Isto é também flagrante e infelizmente patente na pobreza franciscana do debate público em Portugal. Após a divulgação de um estudo sério, basta a oposição, sob a forma de uma ou duas baboseiras, proferidas por alguém com alguma autoridade, não mais do que um dirigente sindical, para aniquilar aquele estudo.
Esta é, também, uma das razões explicativas para o actual desastre nacional. Num país em que basta um idiotice duma figura de autoridade, por menor que esta seja, quer a cretinice quer a autoridade, para destruir uma reflexão aprofundada, está condenado ao maior dos fracassos. Quando os argumentos de autoridade valem mais do que os argumentos racionais, a asneira é rainha.

Isto conduz-nos a uma das mais graves debilidades da sociedade portuguesa: a excessiva tolerância à mediocridade, à incompetência e à desonestidade dos chefes. Numa sociedade mais intolerante aos maus chefes, estes são rapidamente afastados, preservando a qualidade das instituições. Em sociedades, como a portuguesa, em que a mediocridade no topo é escandalosamente permitida, há uma terrível contaminação do conjunto das instituições submetidas a chefes tão fracos.

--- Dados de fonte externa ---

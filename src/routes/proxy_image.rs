use crate::{error::ApiError, server::SharedState};
use axum::{
    body::Body,
    extract::{rejection::QueryRejection, Query, State},
    http::header,
    response::Response,
};
use serde::Deserialize;
use tracing::instrument;

#[derive(Debug, Deserialize)]
pub struct ProxyParams {
    url: String,
}

#[instrument(skip_all)]
pub async fn proxy_image(
    State(state): State<SharedState>,
    params: Result<Query<ProxyParams>, QueryRejection>,
) -> Result<Response, ApiError> {
    state.metrics.record_request("/proxy-image");

    let Query(params) = params.map_err(|e| ApiError::BadRequest(e.body_text()))?;
    let image = state.image_proxy.fetch(&params.url).await?;

    Response::builder()
        .header(header::CONTENT_TYPE, image.content_type)
        .header(header::ACCESS_CONTROL_ALLOW_ORIGIN, "*")
        .header(header::ACCESS_CONTROL_ALLOW_METHODS, "GET")
        .header(header::ACCESS_CONTROL_ALLOW_HEADERS, "*")
        .body(Body::from(image.body))
        .map_err(|e| ApiError::Internal(e.to_string()))
}
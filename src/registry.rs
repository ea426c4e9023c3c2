use crate::config::{RegistryConfig, RegistryKind};
use async_trait::async_trait;
use futures::StreamExt;
use reqwest::{Client, StatusCode};
use std::{
    path::{Path, PathBuf},
    sync::Arc,
    time::Duration,
};
use thiserror::Error;
use tokio::{fs, io::AsyncWriteExt};

#[derive(Error, Debug)]
pub enum RegistryError {
    #[error("Model artifact not found: {0:?}")]
    NotFound(PathBuf),
    #[error("Registry returned {status} for model {model_id}")]
    Status { model_id: String, status: StatusCode },
    #[error("Registry request failed: {0}")]
    Request(#[from] reqwest::Error),
    #[error("Failed to write model artifact: {0}")]
    Io(#[from] std::io::Error),
    #[error("Registry misconfigured: {0}")]
    Config(String),
}

/// Resolves a model identifier to a local copy of its artifact.
#[async_trait]
pub trait ModelRegistry: Send + Sync {
    async fn get_local_copy(&self, model_id: &str) -> Result<PathBuf, RegistryError>;
}

/// Serves artifacts already present in the cache directory.
pub struct LocalModelRegistry {
    config: RegistryConfig,
}

impl LocalModelRegistry {
    pub fn new(config: RegistryConfig) -> Self {
        Self { config }
    }
}

#[async_trait]
impl ModelRegistry for LocalModelRegistry {
    async fn get_local_copy(&self, model_id: &str) -> Result<PathBuf, RegistryError> {
        let path = self.config.get_artifact_path(model_id);
        if fs::try_exists(&path).await? {
            Ok(path)
        } else {
            Err(RegistryError::NotFound(path))
        }
    }
}

/// Downloads artifacts from `{base_url}/models/{id}/artifact` and caches them on disk.
pub struct HttpModelRegistry {
    client: Client,
    base_url: String,
    config: RegistryConfig,
}

impl HttpModelRegistry {
    pub fn new(config: RegistryConfig) -> Result<Self, RegistryError> {
        let base_url = config
            .base_url
            .clone()
            .ok_or_else(|| RegistryError::Config("missing base_url".into()))?;

        let client = Client::builder()
            .timeout(Duration::from_secs(config.download_timeout_secs))
            .build()?;

        Ok(Self {
            client,
            base_url: base_url.trim_end_matches('/').to_string(),
            config,
        })
    }

    fn artifact_url(&self, model_id: &str) -> String {
        format!("{}/models/{}/artifact", self.base_url, model_id)
    }

    async fn download(&self, model_id: &str, destination: &Path) -> Result<(), RegistryError> {
        let url = self.artifact_url(model_id);
        tracing::info!("Downloading model {} from {}", model_id, url);

        let mut request = self.client.get(&url);
        if let Some(token) = &self.config.api_token {
            request = request.bearer_auth(token);
        }

        let response = request.send().await?;
        let status = response.status();
        if !status.is_success() {
            return Err(RegistryError::Status {
                model_id: model_id.to_string(),
                status,
            });
        }

        fs::create_dir_all(&self.config.cache_dir).await?;

        // A partial file must never be mistaken for a cached artifact.
        let partial = destination.with_extension("part");
        let written = match write_artifact(response, &partial).await {
            Ok(written) => written,
            Err(e) => {
                let _ = fs::remove_file(&partial).await;
                return Err(e);
            }
        };

        fs::rename(&partial, destination).await?;
        tracing::info!("Cached model {} ({} bytes) at {:?}", model_id, written, destination);

        Ok(())
    }
}

async fn write_artifact(response: reqwest::Response, path: &Path) -> Result<usize, RegistryError> {
    let mut file = fs::File::create(path).await?;
    let mut stream = response.bytes_stream();
    let mut written = 0usize;
    while let Some(chunk) = stream.next().await {
        let chunk = chunk?;
        written += chunk.len();
        file.write_all(&chunk).await?;
    }
    file.flush().await?;

    Ok(written)
}

#[async_trait]
impl ModelRegistry for HttpModelRegistry {
    async fn get_local_copy(&self, model_id: &str) -> Result<PathBuf, RegistryError> {
        let path = self.config.get_artifact_path(model_id);
        if fs::try_exists(&path).await? {
            tracing::debug!("Using cached model artifact {:?}", path);
            return Ok(path);
        }

        self.download(model_id, &path).await?;
        Ok(path)
    }
}

pub fn build_registry(config: &RegistryConfig) -> Result<Arc<dyn ModelRegistry>, RegistryError> {
    let registry: Arc<dyn ModelRegistry> = match config.kind {
        RegistryKind::Http => Arc::new(HttpModelRegistry::new(config.clone())?),
        RegistryKind::Local => Arc::new(LocalModelRegistry::new(config.clone())),
    };
    Ok(registry)
}
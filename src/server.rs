use crate::{
    classification::Threshold, config::ServerConfig, model_service::ModelService,
    proxy::ImageProxy, routes::api_routes, telemetry::Metrics,
};
use axum::{
    body::Body,
    extract::DefaultBodyLimit,
    http::{Request, Response},
    Router,
};
use axum_otel_metrics::HttpMetricsLayerBuilder;
use std::{sync::Arc, time::Duration};
use tokio::{net::TcpListener, sync::broadcast::Receiver, task::JoinHandle};
use tower_http::{
    cors::{Any, CorsLayer},
    trace::TraceLayer,
};

#[derive(Clone)]
pub struct SharedState {
    /// `None` when the model failed to load at startup.
    pub model_service: Option<Arc<dyn ModelService>>,
    pub image_proxy: ImageProxy,
    pub default_threshold: Threshold,
    pub metrics: Arc<Metrics>,
}

pub fn build_router(state: SharedState, max_upload_bytes: usize) -> Router {
    let metrics_layer = HttpMetricsLayerBuilder::new().build();

    let cors = CorsLayer::new()
        .allow_origin(Any)
        .allow_methods(Any)
        .allow_headers(Any);

    let trace_layer = TraceLayer::new_for_http()
        .make_span_with(|req: &Request<Body>| {
            tracing::info_span!(
                "request",
                method = %req.method(),
                uri = %req.uri().path(),
            )
        })
        .on_response(|res: &Response<Body>, latency: Duration, _span: &tracing::Span| {
            tracing::info!(
                latency_ms = latency.as_millis() as u64,
                status = res.status().as_u16(),
                "finished processing request"
            );
        });

    Router::new()
        .merge(api_routes())
        .with_state(state)
        .layer(DefaultBodyLimit::max(max_upload_bytes))
        .layer(trace_layer)
        .layer(metrics_layer)
        .layer(cors)
}

pub struct HttpServer {
    router: Router,
    listener: TcpListener,
}

impl HttpServer {
    pub async fn new(state: SharedState, config: &ServerConfig) -> anyhow::Result<Self> {
        let addr = config.get_address();
        let router = build_router(state, config.max_upload_bytes);
        let listener = TcpListener::bind(addr).await?;

        Ok(Self { router, listener })
    }

    pub fn run(self, mut shutdown_rx: Receiver<()>) -> anyhow::Result<JoinHandle<anyhow::Result<()>>> {
        tracing::info!("Starting app on {}", self.listener.local_addr()?);

        let listener = self.listener;
        let router = self.router;
        let server_handle = tokio::spawn(async move {
            axum::serve(listener, router)
                .with_graceful_shutdown(async move {
                    shutdown_rx.recv().await.ok();
                })
                .await?;
            Ok(())
        });

        Ok(server_handle)
    }
}


#[cfg(test)]
mod tests {
    use super::test_support::*;
    use crate::config::ServerConfig;
    use tokio::sync::broadcast;

    #[tokio::test]
    async fn test_cors_headers_on_every_response() {
        let base_url = spawn_app(shared_state(None)).await;

        let response = reqwest::Client::new()
            .get(format!("{}/health", base_url))
            .header("Origin", "https://example.org")
            .send()
            .await
            .unwrap();

        assert_eq!(
            response.headers()["access-control-allow-origin"],
            "*"
        );
    }

    #[tokio::test]
    async fn test_server_shuts_down_on_signal() {
        let config = ServerConfig {
            host: "127.0.0.1".into(),
            port: 0,
            max_upload_bytes: 1024,
        };
        let server = super::HttpServer::new(shared_state(None), &config)
            .await
            .unwrap();
        let (shutdown_tx, shutdown_rx) = broadcast::channel(1);

        let handle = server.run(shutdown_rx).unwrap();
        shutdown_tx.send(()).unwrap();

        assert!(handle.await.unwrap().is_ok());
    }
}
use crate::{
    classification::Probabilities,
    config::ModelConfig,
    model_service::{ModelError, ModelService},
    preprocess::ImageTransform,
};
use async_trait::async_trait;
use bytes::Bytes;
use ndarray::{Array, ArrayD, Ix4};
use ort::{
    execution_providers::CUDAExecutionProvider,
    session::{builder::GraphOptimizationLevel, Session},
    value::TensorRef,
};
use std::{
    path::Path,
    sync::{Arc, Mutex},
};

#[derive(Clone)]
pub struct OrtModelService {
    session: Arc<Mutex<Session>>,
    output_name: Arc<str>,
    transform: Arc<ImageTransform>,
}

impl OrtModelService {
    pub fn new(model_path: &Path, model_config: &ModelConfig) -> Result<Self, ModelError> {
        // CUDA is used when available, otherwise ORT falls back to the CPU provider.
        ort::init()
            .with_execution_providers([CUDAExecutionProvider::default().build()])
            .commit()?;

        let session = Session::builder()?
            .with_optimization_level(GraphOptimizationLevel::Level3)?
            .commit_from_file(model_path)?;

        let output_name = session
            .outputs
            .first()
            .map(|output| output.name.clone())
            .ok_or_else(|| ModelError::Output("model declares no outputs".into()))?;

        tracing::info!(
            "Created ONNX session from {:?} (output `{}`, input size {})",
            model_path,
            output_name,
            model_config.input_size
        );

        Ok(Self {
            session: Arc::new(Mutex::new(session)),
            output_name: output_name.into(),
            transform: Arc::new(ImageTransform::from(model_config)),
        })
    }

    pub fn run_inference(&self, input: &Array<f32, Ix4>) -> Result<ArrayD<f32>, ModelError> {
        let mut session = self
            .session
            .lock()
            .map_err(|e| ModelError::Inference(format!("session mutex poisoned: {}", e)))?;

        let owned_buffer;
        let input_view = if input.view().is_standard_layout() {
            input.view()
        } else {
            owned_buffer = input.as_standard_layout().to_owned();
            owned_buffer.view()
        };

        let tensor_ref = TensorRef::from_array_view(input_view)?;
        let outputs = session.run(ort::inputs![tensor_ref])?;

        let (shape, data) = outputs[&*self.output_name].try_extract_tensor::<f32>()?;

        let array = ArrayD::from_shape_vec(shape.to_ixdyn(), data.to_vec())
            .map_err(|e| ModelError::Output(format!("invalid tensor shape: {}", e)))?;

        Ok(array)
    }

    fn classify_blocking(&self, image_data: &[u8]) -> Result<Probabilities, ModelError> {
        let input = self.transform.transform(image_data)?;
        let logits = self.run_inference(&input)?;
        probabilities_from_logits(&logits)
    }
}

/// Expects the two-class head output, `[1, 2]`, ordered `[real, fake]`.
fn probabilities_from_logits(logits: &ArrayD<f32>) -> Result<Probabilities, ModelError> {
    if logits.len() != 2 {
        return Err(ModelError::Output(format!(
            "expected 2 logits, got shape {:?}",
            logits.shape()
        )));
    }

    let mut values = logits.iter().copied();
    match (values.next(), values.next()) {
        (Some(real), Some(fake)) => Ok(Probabilities::from_logits(real, fake)),
        _ => Err(ModelError::Output("missing logits".into())),
    }
}

#[async_trait]
impl ModelService for OrtModelService {
    async fn predict(&self, image_data: Bytes) -> Result<Probabilities, ModelError> {
        let service = self.clone();
        tokio::task::spawn_blocking(move || service.classify_blocking(&image_data)).await?
    }
}
use crate::{error::ApiError, server::SharedState};
use axum::{extract::State, http::header, response::IntoResponse};
use prometheus::{Encoder, TextEncoder};

pub async fn metrics_handler(State(state): State<SharedState>) -> Result<impl IntoResponse, ApiError> {
    let metric_families = state.metrics.registry.gather();

    let mut buffer = Vec::new();
    let encoder = TextEncoder::new();
    encoder
        .encode(&metric_families, &mut buffer)
        .map_err(|e| ApiError::Internal(e.to_string()))?;

    let body = String::from_utf8(buffer).map_err(|e| ApiError::Internal(e.to_string()))?;

    Ok(([(header::CONTENT_TYPE, encoder.format_type().to_string())], body))
}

Por seu turno, uma sociedade dominada por medíocres nos lugares de topo, sufocando a qualidade como uma ameaça terrível, que os pode colocar em causa e que é essencial suprimir, só pode ter os piores resultados colectivos.

Acrescentaria, ainda, que em Portugal há uma dupla desvalorização da razão, por um efeito antigo e outro mais recente. O efeito antigo é o da excessiva reverência à autoridade, referido atrás, que vai para além do mero “respeitinho”. A influência mais recente diz respeito à “democratização” da opinião, em que a minha ignorância vale tanto como o conhecimento do outro.


Um dos sinais mais preocupantes é que temos assistido, nas últimas décadas, em paralelo, a um aumento da formação dos portugueses e a uma degradação da qualidade intelectual do debate público. É certo que os blogs vieram trazer uma contribuição muito enriquecedora, mas cada vez menos a sua influência se estende a públicos mais alargados.